21. 2.2Investigate the protective role Se and selenoproteins play in oxidative protein folding induced oxidative stress. Oxidative folding in the ER is associated with formation of H2O2 molecules for each formed disulfide bond. The insulin molecule contains three disulfides and its increased synthesis may be linked with strong oxidative stress with subsequent b-cells death. At the same time, b-cells have only 1% of catalase, 2% of GPx, and 29% of SOD activity compared to liver cells. In this experiment, we will estimate the roles of different selenoproteins in b-cells protection from oxidative stress associated death. Experiment Design.I6A transgenic model and corresponding control samples of b-cells from Specific Aim 1.1, and b-cells conditional Sec tRNA KO model samples will be analyzed for oxidative damage. Selenoprotein expression will be estimated by Western Blot and 75Se metabolic labeling. This experiment will allow us to address the contribution of housekeeping and stress related selenoproteins in b-cells protection from oxidative stress. Expected Outcomes of Specific Aim 2.2.We expect to observe a protective role of Se and ER selenoproteins in ER stress conditions. In addition, we expect that Se and selenoproteins are involved in b-cells protection from protein folding-mediated oxidative stress.

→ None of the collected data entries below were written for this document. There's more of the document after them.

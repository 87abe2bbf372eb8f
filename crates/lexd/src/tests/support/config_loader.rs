//! Test configuration loaders for scenarios covering success and failure paths.

use std::ffi::OsString;
use std::io::Write;
use std::sync::Arc;

use camino::Utf8PathBuf;
use ortho_config::{OrthoConfig, OrthoError};
use tempfile::NamedTempFile;

use lexd_config::Config;

use crate::bootstrap::ConfigLoader;

/// Loader that provisions a word list in a temporary file.
pub struct TestConfigLoader {
    word_list: NamedTempFile,
    max_frame_bytes: usize,
}

impl TestConfigLoader {
    #[must_use]
    pub fn new(words: &[&str]) -> Self {
        let mut word_list = NamedTempFile::new().expect("failed to create word list file");
        for word in words {
            writeln!(word_list, "{word}").expect("failed to write word list");
        }
        Self {
            word_list,
            max_frame_bytes: Config::default().max_frame_bytes,
        }
    }

    /// Overrides the frame size limit.
    #[must_use]
    pub fn with_max_frame_bytes(mut self, max_frame_bytes: usize) -> Self {
        self.max_frame_bytes = max_frame_bytes;
        self
    }

    fn word_list_path(&self) -> Utf8PathBuf {
        Utf8PathBuf::from_path_buf(self.word_list.path().to_path_buf())
            .expect("temporary word list path was not valid UTF-8")
    }
}

impl ConfigLoader for TestConfigLoader {
    fn load(&self) -> Result<Config, Arc<OrthoError>> {
        Ok(Config {
            word_list: self.word_list_path(),
            max_frame_bytes: self.max_frame_bytes,
            read_chunk_bytes: 7,
            ..Config::default()
        })
    }
}

/// Loader that intentionally fails by passing invalid CLI arguments.
pub struct FailingConfigLoader;

impl ConfigLoader for FailingConfigLoader {
    fn load(&self) -> Result<Config, Arc<OrthoError>> {
        let args = vec![
            OsString::from("lexd"),
            OsString::from("--max-frame-bytes"),
            OsString::from("lots"),
        ];
        Config::load_from_iter(args)
    }
}
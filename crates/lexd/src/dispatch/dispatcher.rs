//! Frame draining and per-request dispatch.

use std::any::Any;
use std::io::{self, Read, Write};
use std::panic::{self, AssertUnwindSafe};
use std::sync::Arc;

use serde_json::Value;
use tracing::{debug, info, warn};

use crate::codec::{Frame, FrameDecode, ReceiveBuffer};
use crate::protocol::{RequestId, RequestMessage, ResponseMessage};
use crate::registry::{Handler, HandlerError, Method, MethodRegistry};

use super::DISPATCH_TARGET;
use super::errors::{DispatchError, DropReason};
use super::response::ResponseWriter;

/// Outcome of one extracted frame.
#[derive(Debug)]
pub enum DispatchResult {
    /// A handler answered and its response was written.
    Dispatched {
        /// Identifier echoed in the response.
        id: RequestId,
        /// Method that handled the request.
        method: Method,
        /// Size of the framed response.
        bytes: usize,
    },
    /// The frame produced no output.
    Dropped(DropReason),
}

impl DispatchResult {
    /// Returns true when a response was written.
    #[must_use]
    pub const fn is_dispatched(&self) -> bool {
        matches!(self, Self::Dispatched { .. })
    }
}

/// Counters describing a finished session.
#[derive(Debug, Default, Clone, Copy, PartialEq, Eq)]
pub struct SessionSummary {
    /// Frames answered with a response.
    pub dispatched: usize,
    /// Frames dropped without a response.
    pub dropped: usize,
    /// Bytes of an unfinished frame left when the input closed.
    pub unconsumed_bytes: usize,
}

impl SessionSummary {
    fn record(&mut self, result: &DispatchResult) {
        if result.is_dispatched() {
            self.dispatched += 1;
        } else {
            self.dropped += 1;
        }
    }
}

/// Drives the receive buffer and the method registry for one stream.
///
/// The dispatcher owns the only receive buffer of the session. Frames are
/// handled strictly in arrival order and each response is written before the
/// next frame is looked at.
#[derive(Debug)]
pub struct Dispatcher {
    registry: Arc<MethodRegistry>,
    buffer: ReceiveBuffer,
}

impl Dispatcher {
    /// Creates a dispatcher accepting payloads of at most `max_frame_bytes`.
    #[must_use]
    pub fn new(registry: Arc<MethodRegistry>, max_frame_bytes: usize) -> Self {
        Self {
            registry,
            buffer: ReceiveBuffer::new(max_frame_bytes),
        }
    }

    /// Buffered bytes not yet consumed as frames.
    #[must_use]
    pub const fn buffer(&self) -> &ReceiveBuffer {
        &self.buffer
    }

    /// Appends `chunk` and dispatches every frame it completes.
    ///
    /// Returns one result per extracted frame, in arrival order. An empty
    /// vector means the chunk completed no frame.
    ///
    /// # Errors
    ///
    /// Returns [`DispatchError::Io`] when a response cannot be written.
    pub fn feed<W: Write>(
        &mut self,
        chunk: &[u8],
        writer: &mut ResponseWriter<W>,
    ) -> Result<Vec<DispatchResult>, DispatchError> {
        self.buffer.extend(chunk);
        let mut results = Vec::new();
        loop {
            let result = match self.buffer.next_frame() {
                FrameDecode::Incomplete => break,
                FrameDecode::Frame(frame) => self.dispatch_frame(&frame, writer)?,
                FrameDecode::Malformed(error) => {
                    warn!(target: DISPATCH_TARGET, %error, "discarding bytes up to the next frame header");
                    DispatchResult::Dropped(DropReason::MalformedFrame(error))
                }
                FrameDecode::Oversized { declared, limit } => {
                    warn!(
                        target: DISPATCH_TARGET,
                        declared,
                        limit,
                        "skipping oversized frame"
                    );
                    DispatchResult::Dropped(DropReason::OversizedFrame { declared, limit })
                }
            };
            results.push(result);
        }
        Ok(results)
    }

    /// Reads `reader` to end of stream, dispatching frames as they complete.
    ///
    /// Reads are `chunk_size` bytes at most and interrupted reads are retried.
    ///
    /// # Errors
    ///
    /// Returns [`DispatchError::Io`] when reading or writing fails.
    pub fn serve<R: Read, W: Write>(
        &mut self,
        reader: &mut R,
        writer: &mut ResponseWriter<W>,
        chunk_size: usize,
    ) -> Result<SessionSummary, DispatchError> {
        let mut chunk = vec![0_u8; chunk_size.max(1)];
        let mut summary = SessionSummary::default();

        loop {
            let bytes_read = read_with_retry(reader, &mut chunk)?;
            if bytes_read == 0 {
                break;
            }
            let received = chunk.get(..bytes_read).unwrap_or_default();
            for result in self.feed(received, writer)? {
                summary.record(&result);
            }
        }

        summary.unconsumed_bytes = self.buffer.len();
        if summary.unconsumed_bytes > 0 {
            warn!(
                target: DISPATCH_TARGET,
                bytes = summary.unconsumed_bytes,
                "input closed inside a frame"
            );
        }
        info!(
            target: DISPATCH_TARGET,
            dispatched = summary.dispatched,
            dropped = summary.dropped,
            "input closed"
        );
        Ok(summary)
    }

    fn dispatch_frame<W: Write>(
        &self,
        frame: &Frame,
        writer: &mut ResponseWriter<W>,
    ) -> Result<DispatchResult, DispatchError> {
        let request = match RequestMessage::parse(frame.payload()) {
            Ok(request) => request,
            Err(error) => {
                warn!(
                    target: DISPATCH_TARGET,
                    %error,
                    bytes = frame.len(),
                    "dropping undecodable payload"
                );
                return Ok(DispatchResult::Dropped(DropReason::MalformedPayload(error)));
            }
        };
        debug!(
            target: DISPATCH_TARGET,
            id = %request.id,
            method = %request.method,
            "request received"
        );

        let Some((method, handler)) = self.registry.resolve(&request.method) else {
            debug!(
                target: DISPATCH_TARGET,
                id = %request.id,
                method = %request.method,
                "no handler registered; dropping request"
            );
            return Ok(DispatchResult::Dropped(DropReason::UnknownMethod {
                id: request.id,
                method: request.method,
            }));
        };

        let result = match invoke(handler, &request) {
            Ok(result) => result,
            Err(error) => return Ok(handler_failed(request.id, method, error)),
        };

        let response = ResponseMessage::new(request.id, result);
        match writer.write_response(&response) {
            Ok(bytes) => Ok(DispatchResult::Dispatched {
                id: response.id,
                method,
                bytes,
            }),
            Err(DispatchError::SerializeResponse(source)) => Ok(handler_failed(
                response.id,
                method,
                HandlerError::SerializeResult(source),
            )),
            Err(error) => Err(error),
        }
    }
}

/// Runs the handler, converting a panic into a [`HandlerError`].
fn invoke(handler: &dyn Handler, request: &RequestMessage) -> Result<Value, HandlerError> {
    panic::catch_unwind(AssertUnwindSafe(|| handler.handle(request)))
        .unwrap_or_else(|payload| Err(HandlerError::panicked(panic_message(payload.as_ref()))))
}

fn panic_message(payload: &(dyn Any + Send)) -> String {
    if let Some(message) = payload.downcast_ref::<&str>() {
        (*message).to_owned()
    } else if let Some(message) = payload.downcast_ref::<String>() {
        message.clone()
    } else {
        String::from("non-string panic payload")
    }
}

fn handler_failed(id: RequestId, method: Method, error: HandlerError) -> DispatchResult {
    warn!(
        target: DISPATCH_TARGET,
        %id,
        %method,
        %error,
        "handler failed; dropping request"
    );
    DispatchResult::Dropped(DropReason::HandlerFailed { id, method, error })
}

/// Reads from the stream, retrying on interrupts.
fn read_with_retry<R: Read>(reader: &mut R, buf: &mut [u8]) -> io::Result<usize> {
    loop {
        match reader.read(buf) {
            Ok(n) => return Ok(n),
            Err(e) if e.kind() == io::ErrorKind::Interrupted => continue,
            Err(e) => return Err(e),
        }
    }
}
#[rstest]
fn serve_retries_interrupted_reads(mut dispatcher: Dispatcher) {
    let mut reader = InterruptOnce {
        interrupted: false,
        inner: Cursor::new(frame(r#"{"id":1,"method":"shutdown"}"#)),
    };
    let mut writer = ResponseWriter::new(Vec::new());

    let summary = dispatcher
        .serve(&mut reader, &mut writer, 64)
        .expect("serve succeeds");

    assert_eq!(summary.dispatched, 1);
}

struct FailingReader;

impl Read for FailingReader {
    fn read(&mut self, _buf: &mut [u8]) -> io::Result<usize> {
        Err(io::Error::other("stdin closed abruptly"))
    }
}

#[rstest]
fn serve_fails_on_read_errors(mut dispatcher: Dispatcher) {
    let mut writer = ResponseWriter::new(Vec::new());

    let error = dispatcher
        .serve(&mut FailingReader, &mut writer, 64)
        .expect_err("read failure ends the session");

    assert!(matches!(error, DispatchError::Io(_)));
}

struct ClosedPipe;

impl Write for ClosedPipe {
    fn write(&mut self, _buf: &[u8]) -> io::Result<usize> {
        Err(io::Error::from(io::ErrorKind::BrokenPipe))
    }

    fn flush(&mut self) -> io::Result<()> {
        Ok(())
    }
}

#[rstest]
fn feed_fails_when_responses_cannot_be_written(mut dispatcher: Dispatcher) {
    let mut writer = ResponseWriter::new(ClosedPipe);
    let input = frame(r#"{"id":1,"method":"shutdown"}"#);

    let error = dispatcher
        .feed(&input, &mut writer)
        .expect_err("write failure ends the session");

    assert!(matches!(error, DispatchError::Io(_)));
}

#[rstest]
fn silent_drops_write_nothing_even_when_output_is_closed(mut dispatcher: Dispatcher) {
    let mut writer = ResponseWriter::new(ClosedPipe);
    let input = frame(r#"{"id":1,"method":"workspace/symbol"}"#);

    let results = dispatcher.feed(&input, &mut writer).expect("nothing written");

    assert_eq!(results.len(), 1);
    assert!(!results[0].is_dispatched());
}
use actix_web::{web, HttpResponse, Responder};
use common::import;
use common::requests::PasteImportRequest;
use log::info;

/// `POST /api/import/preview`: resolve pasted text without touching the database.
pub(crate) async fn process(payload: web::Json<PasteImportRequest>) -> impl Responder {
    let outcome = import::resolve(&payload.text);
    info!(
        "preview resolved {} records ({} diagnostics, header: {})",
        outcome.records.len(),
        outcome.diagnostics.len(),
        outcome.header_detected
    );
    HttpResponse::Ok().json(outcome)
}
mod config;
mod db;
mod error;
mod job_controller;
mod services;

use crate::config::Config;
use crate::job_controller::state::{start_job_updater, JobsState};
use actix_web::{web, App, HttpServer};
use env_logger::Env;
use log::info;
use std::io;

#[actix_web::main]
async fn main() -> io::Result<()> {
    env_logger::init_from_env(Env::default().default_filter_or("info"));

    let config = Config::from_env().map_err(|e| io::Error::new(io::ErrorKind::InvalidInput, e))?;

    // Create the schema up front so the first import does not race on it.
    db::open(&config.database).map_err(io::Error::other)?;
    info!("Using database {}", config.database.display());

    let (jobs_state, rx) = JobsState::new(100);
    let updater_state = jobs_state.clone();
    tokio::spawn(async move {
        start_job_updater(updater_state, rx).await;
    });

    info!("Server running at {}", config.url());

    let bind = (config.host.clone(), config.port);
    let payload_limit = config.max_payload_bytes;
    HttpServer::new(move || {
        App::new()
            .app_data(web::JsonConfig::default().limit(payload_limit))
            .app_data(web::Data::new(jobs_state.clone()))
            .app_data(web::Data::new(config.clone()))
            .service(services::import::configure_routes())
    })
    .bind(bind)?
    .run()
    .await
}
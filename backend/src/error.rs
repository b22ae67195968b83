use actix_web::http::StatusCode;
use actix_web::{HttpResponse, ResponseError};
use thiserror::Error;

/// Errors surfaced by the import endpoints.
#[derive(Debug, Error)]
pub enum ServiceError {
    #[error("database error: {0}")]
    Database(#[from] rusqlite::Error),
    #[error("upload error: {0}")]
    Multipart(#[from] actix_multipart::MultipartError),
    #[error("missing '{0}' part in upload")]
    MissingPart(&'static str),
    #[error("upload exceeds {0} bytes")]
    PayloadTooLarge(usize),
    #[error("unsupported file type: '{0}'")]
    UnsupportedFile(String),
    #[error("workbook has no sheets")]
    EmptyWorkbook,
    #[error("spreadsheet error: {0}")]
    Spreadsheet(#[from] calamine::Error),
    #[error("csv error: {0}")]
    Csv(#[from] csv::Error),
    #[error("io error: {0}")]
    Io(#[from] std::io::Error),
}

impl ResponseError for ServiceError {
    fn status_code(&self) -> StatusCode {
        match self {
            ServiceError::Multipart(_)
            | ServiceError::MissingPart(_)
            | ServiceError::UnsupportedFile(_)
            | ServiceError::EmptyWorkbook
            | ServiceError::Spreadsheet(_)
            | ServiceError::Csv(_) => StatusCode::BAD_REQUEST,
            ServiceError::PayloadTooLarge(_) => StatusCode::PAYLOAD_TOO_LARGE,
            ServiceError::Database(_) | ServiceError::Io(_) => StatusCode::INTERNAL_SERVER_ERROR,
        }
    }

    fn error_response(&self) -> HttpResponse {
        HttpResponse::build(self.status_code()).json(serde_json::json!({ "error": self.to_string() }))
    }
}

/// Errors that abort a background import job.
///
/// Kept apart from `ServiceError` because it crosses `spawn_blocking` and
/// must be `Send`; actix errors are not.
#[derive(Debug, Error)]
pub enum JobError {
    #[error("database error: {0}")]
    Database(#[from] rusqlite::Error),
}
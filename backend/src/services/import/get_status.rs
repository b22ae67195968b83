use crate::job_controller::state::JobsState;
use actix_web::{web, HttpResponse, Responder};

/// `GET /api/import/status/{job_id}`.
pub(crate) async fn process(job_id: web::Path<String>, state: web::Data<JobsState>) -> impl Responder {
    let jobs = state.jobs.read().await;
    match jobs.get(job_id.as_str()) {
        Some(status) => HttpResponse::Ok().json(status),
        None => HttpResponse::NotFound().body("Job ID not found"),
    }
}
//! Shared state for background import jobs.
//!
//! Applying an import touches the database row by row, so it runs outside the
//! request/response cycle (see `services::import::apply`). Handlers and
//! workers talk to each other through two pieces:
//! - `JobsState`: clonable handle injected into actix as `web::Data`, holding
//!   the status of every job and the sender side of the update channel.
//! - `start_job_updater`: the single task that drains `JobUpdate` messages
//!   and writes them into the status map.

use common::jobs::JobStatus;
use std::{collections::HashMap, sync::Arc};
use tokio::sync::{mpsc, RwLock};

#[derive(Clone)]
pub struct JobsState {
    /// Job id → latest status. Read by `GET /api/import/status/{job_id}`,
    /// written by the updater task and by the scheduler when a job starts.
    pub jobs: Arc<RwLock<HashMap<String, JobStatus>>>,

    /// Workers push progress here instead of locking `jobs` themselves.
    pub tx: mpsc::Sender<JobUpdate>,
}

impl JobsState {
    /// Build an empty state and the receiver to hand to `start_job_updater`.
    pub fn new(capacity: usize) -> (Self, mpsc::Receiver<JobUpdate>) {
        let (tx, rx) = mpsc::channel(capacity);
        let state = JobsState {
            jobs: Arc::new(RwLock::new(HashMap::new())),
            tx,
        };
        (state, rx)
    }
}

#[derive(Debug)]
pub struct JobUpdate {
    pub(crate) job_id: String,
    pub(crate) status: JobStatus,
}

/// Apply every `JobUpdate` received on `rx` to the shared map until all
/// senders are gone.
pub async fn start_job_updater(state: JobsState, mut rx: mpsc::Receiver<JobUpdate>) {
    while let Some(update) = rx.recv().await {
        let mut jobs = state.jobs.write().await;
        jobs.insert(update.job_id, update.status);
    }
}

22. Summary of expected outcome: • We will determine roles of Se and particular selenoproteins in glucose homeostasis control. • 2. We will show the roles of Sec-containing glutathione peroxidases in insulin signaling pathways. • 3. We will determine the roles of Se and selenoproteins in protection of pancreatic b-cells from ER stress and oxidative stress.

23. Proposed project and NPOD mission Selenium is essential micronutrient in human diet. Our study will help to explore mechanisms of Se associated diabetes development and will help to redefine an optimal level of dietary Se, as well as the upper subtoxic limit, to provide health benefits in cancer prevention without risk of diabetes development. Current research projects and link to nutrigenomics: This project is logically based on my recent work. I have strong experience in selenium biology and more than 20 of my recent publications are related to identification and functional characterization of selenoproteins. I developed and characterized several selenoprotein knockout mouse models. One of my side-project is related to the boron metabolism and identification of the mechanisms of boron toxicity.